Available data:
---*---
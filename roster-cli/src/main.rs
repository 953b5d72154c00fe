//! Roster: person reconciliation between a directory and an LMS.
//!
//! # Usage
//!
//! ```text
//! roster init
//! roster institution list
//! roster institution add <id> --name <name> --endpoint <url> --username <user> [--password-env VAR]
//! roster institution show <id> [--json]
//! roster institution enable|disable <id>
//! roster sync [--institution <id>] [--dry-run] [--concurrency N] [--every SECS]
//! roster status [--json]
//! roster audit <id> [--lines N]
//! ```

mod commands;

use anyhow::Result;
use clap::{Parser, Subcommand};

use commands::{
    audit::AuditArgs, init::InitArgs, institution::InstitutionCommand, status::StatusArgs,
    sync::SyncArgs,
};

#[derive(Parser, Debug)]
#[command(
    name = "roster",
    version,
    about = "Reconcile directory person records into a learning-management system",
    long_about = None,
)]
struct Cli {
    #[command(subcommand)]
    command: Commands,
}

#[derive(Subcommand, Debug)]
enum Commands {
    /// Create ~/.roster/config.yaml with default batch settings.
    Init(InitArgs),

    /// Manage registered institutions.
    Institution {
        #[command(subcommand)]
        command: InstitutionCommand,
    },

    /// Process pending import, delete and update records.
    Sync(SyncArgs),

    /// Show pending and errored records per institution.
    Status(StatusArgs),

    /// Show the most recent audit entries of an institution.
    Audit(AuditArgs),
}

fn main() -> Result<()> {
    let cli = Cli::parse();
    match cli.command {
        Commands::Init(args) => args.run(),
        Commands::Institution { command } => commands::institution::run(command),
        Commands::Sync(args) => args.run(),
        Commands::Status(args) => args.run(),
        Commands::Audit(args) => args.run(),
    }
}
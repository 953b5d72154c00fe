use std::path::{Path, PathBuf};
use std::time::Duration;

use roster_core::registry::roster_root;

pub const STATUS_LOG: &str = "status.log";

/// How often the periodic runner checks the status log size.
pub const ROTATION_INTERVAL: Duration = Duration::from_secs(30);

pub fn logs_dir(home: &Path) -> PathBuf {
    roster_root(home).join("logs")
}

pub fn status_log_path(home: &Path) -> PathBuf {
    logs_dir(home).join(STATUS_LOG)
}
---*---
Work request: Provide the count of lines in the entries above that hold the word "derive", and leave out everything else.

Your response: 2